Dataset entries
====

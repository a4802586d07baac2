//! Schemas synthesized from data that is not a schema itself: binding objects,
//! vendor extensions and channel parameters.

use serde_json::{json, Value};

use super::builder::SchemaBuilder;
use super::infer::{value_type, JSON_SCHEMA_TYPES};
use super::{Items, ObjectSchema, RenderHints, SchemaId, SchemaNode, TypeKeyword};
use crate::refs::reference_of;

/// A channel parameter to be shown as a property of the parameters table.
#[derive(Debug, Clone, PartialEq)]
pub struct ParameterSchema {
    pub name: String,
    pub description: Option<String>,
    /// Schema of the parameter value; a missing schema accepts anything
    pub schema: Option<Value>,
    /// Runtime expression telling where the value comes from
    pub location: Option<String>,
}

/// Whether a raw JSON value is already written as a schema.
///
/// Only objects whose `type` names JSON types qualify; everything else is
/// treated as plain data.
pub fn is_json_schema(value: &Value) -> bool {
    match value.get("type") {
        Some(Value::String(label)) => JSON_SCHEMA_TYPES.contains(&label.as_str()),
        Some(Value::Array(labels)) => {
            !labels.is_empty()
                && labels.iter().all(|label| {
                    label
                        .as_str()
                        .map(|label| JSON_SCHEMA_TYPES.contains(&label))
                        .unwrap_or(false)
                })
        }
        _ => false,
    }
}

impl SchemaBuilder<'_> {
    /// Describe an arbitrary JSON value as a schema.
    ///
    /// Objects and arrays become untyped containers, literals become raw value leaves
    /// and embedded schemas (or `$ref`s) are built as regular schemas.
    pub fn json_to_schema(&mut self, value: &Value) -> SchemaId {
        if value.is_object() && (is_json_schema(value) || reference_of(value).is_some()) {
            return self.build(value);
        }

        match value {
            Value::Array(items) => {
                let items = items.iter().map(|item| self.json_to_schema(item)).collect();
                let schema = ObjectSchema {
                    schema_type: Some(TypeKeyword::Single("array".to_string())),
                    items: Some(Items::Tuple(items)),
                    ..ObjectSchema::default()
                };
                self.arena
                    .alloc_object(schema, RenderHints::synthetic_container())
            }
            Value::Object(entries) => {
                let properties = entries
                    .iter()
                    .map(|(key, entry)| (key.clone(), self.json_to_schema(entry)))
                    .collect();
                let schema = ObjectSchema {
                    schema_type: Some(TypeKeyword::Single("object".to_string())),
                    properties,
                    ..ObjectSchema::default()
                };
                self.arena
                    .alloc_object(schema, RenderHints::synthetic_container())
            }
            literal => {
                let schema = ObjectSchema {
                    schema_type: Some(TypeKeyword::Single(value_type(literal).to_string())),
                    const_value: Some(literal.clone()),
                    ..ObjectSchema::default()
                };
                self.arena.alloc_object(schema, RenderHints::raw_value())
            }
        }
    }

    /// Combine channel parameters into one object schema whose properties are the
    /// parameters, all of them required.
    ///
    /// Returns `None` when there are no parameters.
    pub fn parameters_to_schema(&mut self, parameters: &[ParameterSchema]) -> Option<SchemaId> {
        if parameters.is_empty() {
            return None;
        }

        let mut schema = ObjectSchema {
            schema_type: Some(TypeKeyword::Single("object".to_string())),
            ..ObjectSchema::default()
        };

        for parameter in parameters {
            let base = match &parameter.schema {
                Some(value) => self.build(value),
                None => self.build(&json!({})),
            };
            let id = self.parameter_node(base, parameter);
            schema.properties.insert(parameter.name.clone(), id);
            schema.required.push(parameter.name.clone());
        }

        Some(
            self.arena
                .alloc_object(schema, RenderHints::synthetic_container()),
        )
    }

    /// Copy of the parameter's schema node carrying its description and location.
    ///
    /// The copy keeps the children of the original, so references below it still
    /// point into the shared graph.
    fn parameter_node(&mut self, base: SchemaId, parameter: &ParameterSchema) -> SchemaId {
        let description = parameter
            .description
            .as_ref()
            .filter(|text| !text.is_empty())
            .cloned();

        let node = match self.arena.node(base).clone() {
            SchemaNode::Object(mut schema) => {
                if description.is_some() {
                    schema.description = description;
                }
                SchemaNode::Object(schema)
            }
            SchemaNode::Bool(true) => SchemaNode::Object(Box::new(ObjectSchema {
                description,
                ..ObjectSchema::default()
            })),
            other => other,
        };

        let id = self.arena.alloc(node);
        let mut hints = self.arena.hints(base);
        hints.parameter_location = parameter.location.clone();
        self.arena.set_hints(id, hints);
        if let Some(extensions) = self.arena.extension_schema(base) {
            self.arena.set_extension_schema(id, extensions);
        }
        id
    }
}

====

WHAT THE TASK ASKS: Please state how many lines in the entries include the string "collect", giving no more than the number.

SOLUTION TO THIS PROBLEM: 2